PHRC005 : Dedication to Sarapis, Isis, and the Theoi Adelphoi, Kaunos - Karia (246-220 BC) Dedication
Images:
Photo 1: view of the area hosting the sanctuary of the Egyptian gods, from Held - Winkeling-Aumann 2017
Text constituted from: Caneva - Bricault 2019 (following I.Kaunos except for the beginning of line 3).
Other editions: I.Kaunos 67
See also: RICIS Suppl. II 305/2002; Kart 2012, p. 195-204; Kuzmin 2015, p. 73-85; Held - Winkeling-Aumann 2017, p. 210–230.
Images: I.Kaunos, p. 254, no. 67.
Further bibliography: Sabottka 2008; El-Masry et al. 2012, p. 78; Bricault 2013; Renberg 2016, p. 327–393; Caneva 2016a, p. 180-184; Caneva 2016b.
Online record: PHI
The shape and small size of this block suggest that it was part of a small structure, perhaps an altar.
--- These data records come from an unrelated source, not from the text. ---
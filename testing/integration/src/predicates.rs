// File: testing/integration/src/predicates.rs
//
// Named predicates over per-node observations
//
// A predicate is keyed by the observation method it depends on. A snapshot
// calls every such method on every running node, in index order, and keeps
// the values until the next snapshot. Capture is sequential, so values from
// different nodes are not taken at the same instant.

use crate::error::HarnessResult;
use crate::node::NodeHandle;
use indexmap::IndexMap;
use serde_json::Value;

/// Evaluates the observations of one method, ordered by node index
pub type Predicate = Box<dyn Fn(&[Value]) -> bool + Send + Sync>;

#[derive(Default)]
pub struct PredicateEngine {
    predicates: IndexMap<String, Predicate>,
    snapshot: IndexMap<String, Vec<Value>>,
}

impl PredicateEngine {
    pub fn new() -> Self {
        Self::default()
    }

    /// Register `predicate` for `dependency`, replacing any previous one
    pub fn add_predicate<F>(&mut self, dependency: impl Into<String>, predicate: F)
    where
        F: Fn(&[Value]) -> bool + Send + Sync + 'static,
    {
        self.predicates.insert(dependency.into(), Box::new(predicate));
    }

    pub fn len(&self) -> usize {
        self.predicates.len()
    }

    pub fn is_empty(&self) -> bool {
        self.predicates.is_empty()
    }

    /// Observations captured by the last snapshot for `dependency`
    pub fn observations(&self, dependency: &str) -> Option<&[Value]> {
        self.snapshot.get(dependency).map(Vec::as_slice)
    }

    /// Capture every dependency on every running node.
    ///
    /// The previous snapshot is only replaced once every call succeeded.
    pub async fn make_snapshot(&mut self, nodes: &[NodeHandle]) -> HarnessResult<()> {
        let mut snapshot = IndexMap::with_capacity(self.predicates.len());
        for dependency in self.predicates.keys() {
            let mut values = Vec::with_capacity(nodes.len());
            for node in nodes.iter().filter(|n| n.is_running()) {
                values.push(node.observe(dependency).await?);
            }
            snapshot.insert(dependency.clone(), values);
        }

        if log::log_enabled!(log::Level::Debug) {
            log::debug!("Captured snapshot of {} dependencies", snapshot.len());
        }
        self.snapshot = snapshot;
        Ok(())
    }

    /// Store observations directly, bypassing the nodes
    pub fn record(&mut self, dependency: impl Into<String>, values: Vec<Value>) {
        self.snapshot.insert(dependency.into(), values);
    }

    /// True iff every predicate holds on the last snapshot.
    ///
    /// A predicate without captured observations does not hold.
    pub fn verify(&self) -> bool {
        self.failed_predicates().is_empty()
    }

    /// Names of the predicates that do not hold on the last snapshot
    pub fn failed_predicates(&self) -> Vec<&str> {
        self.predicates
            .iter()
            .filter(|(dependency, predicate)| match self.snapshot.get(dependency.as_str()) {
                Some(values) => !predicate(values.as_slice()),
                None => true,
            })
            .map(|(dependency, _)| dependency.as_str())
            .collect()
    }
}

impl std::fmt::Debug for PredicateEngine {
    fn fmt(&self, f: &mut std::fmt::Formatter<'_>) -> std::fmt::Result {
        f.debug_struct("PredicateEngine")
            .field("predicates", &self.predicates.keys().collect::<Vec<_>>())
            .field("snapshot", &self.snapshot)
            .finish()
    }
}

#[cfg(test)]
mod tests {
    use super::*;
    use serde_json::json;

    fn all_equal(values: &[Value]) -> bool {
        values.windows(2).all(|w| w[0] == w[1])
    }

    #[test]
    fn test_empty_engine_verifies() {
        let engine = PredicateEngine::new();
        assert!(engine.verify());
    }

    #[test]
    fn test_conjunction() {
        let mut engine = PredicateEngine::new();
        engine.add_predicate("get_top_block_hash", all_equal);
        engine.add_predicate("get_block_count", |values: &[Value]| {
            values.iter().all(|v| v.as_u64().unwrap_or(0) >= 10)
        });

        engine.record("get_top_block_hash", vec![json!("aa"), json!("aa")]);
        engine.record("get_block_count", vec![json!(12), json!(10)]);
        assert!(engine.verify());

        engine.record("get_block_count", vec![json!(12), json!(9)]);
        assert!(!engine.verify());
        assert_eq!(engine.failed_predicates(), vec!["get_block_count"]);
    }

    #[test]
    fn test_missing_observations_fail() {
        let mut engine = PredicateEngine::new();
        engine.add_predicate("get_peers", |_: &[Value]| true);
        assert!(!engine.verify());
        assert_eq!(engine.failed_predicates(), vec!["get_peers"]);
    }

    #[test]
    fn test_verify_is_idempotent() {
        let mut engine = PredicateEngine::new();
        engine.add_predicate("get_top_block_hash", all_equal);
        engine.record("get_top_block_hash", vec![json!("aa"), json!("bb")]);

        let first = engine.verify();
        let second = engine.verify();
        assert_eq!(first, second);
        assert!(!first);
        assert_eq!(engine.observations("get_top_block_hash").unwrap().len(), 2);
    }

    #[test]
    fn test_later_registration_replaces() {
        let mut engine = PredicateEngine::new();
        engine.add_predicate("get_version", |_: &[Value]| false);
        engine.add_predicate("get_version", |_: &[Value]| true);
        engine.record("get_version", vec![json!("1.0.0")]);

        assert_eq!(engine.len(), 1);
        assert!(engine.verify());
    }
}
A plausible hypothesis for the original place of the dedication is the sanctuary of the Egyptian deities. Based on the findspots of other Kaunian dedications to the Isiac gods, the sanctuary can be plausibly located in the area of the so-called ‘Corinthian Temple’, in the city centre, N of the Roman baths (Kart 2012; Held - Winkeling-Aumann 2017). The dissemination of cults for Sarapis and Isis in the Eastern Mediterranean was often instigated by a divine order, which could be transmitted to a person via an oracle or a dream (Renberg 2016, p. 327–393). Similarly, a prominent role in the diffusion of these cults was played by members of the Ptolemaic army and administrative elite (cf. PHRC001, from Ephesos, and PHRC004 from Thera; note, however, that Kaunos has delivered no evidence of having hosted a Ptolemaic garrison). This picture would fit well with the strong bond connecting Kaunos with Alexandria in the third century (see commentary to PHRC002), and the use of marble for this dedication might point to the initiative of a member of the Ptolemaic elite at Kaunos, even though the fragmentary state of the inscription warns us against drawing conclusions on this point.
A date during the reign of Ptolemy III seems reasonable both on paleographic and historical grounds. While the writing of A with broken bar could at first sight point at a date after the third century, 197 BC constitutes a convincing ante quem both because of the diverging strokes of Σ and M, which do not appear in second-century inscriptions from Kaunos, and because the passage of the city under the hegemony of Rhodes, in 197, left hardly any reason for a private agent to make a dedication to the Theoi Adelphoi (Caneva – Bricault 2019). In favour of a date during the reign of Ptolemy III speaks the fact that the Theoi Adelphoi became once again an element of primary importance in Ptolemaic royal ideology in the early years of Euergetes, after the death of Arsinoe II had caused the success of a new formula referring to the royal couple as ‘King Ptolemy and Arsinoe Philadelphos’ (270-246 BC: see Caneva 2016a, p. 180-184; Caneva 2016b, p. 212). With the ascension of Ptolemy III to the throne, the Sibling Gods were commonly evoked as a crucial reference for the legitimation of the new king and their association with Sarapis and Isis in this dedication from Kaunos points to another seminal feature of Ptolemy III’s religious policy in Alexandria (Bricault 2013, p. 92 on Sarapis and Isis in dedications; El-Masry et al. 2012, p. 78, for the Egyptian priests meeting in the sanctuary of Isis and the Theoi Adelphoi in Alexandria, c. 3 December 243; Sabottka 2008 for Ptolemy III’s Serapeum at Rhakotis).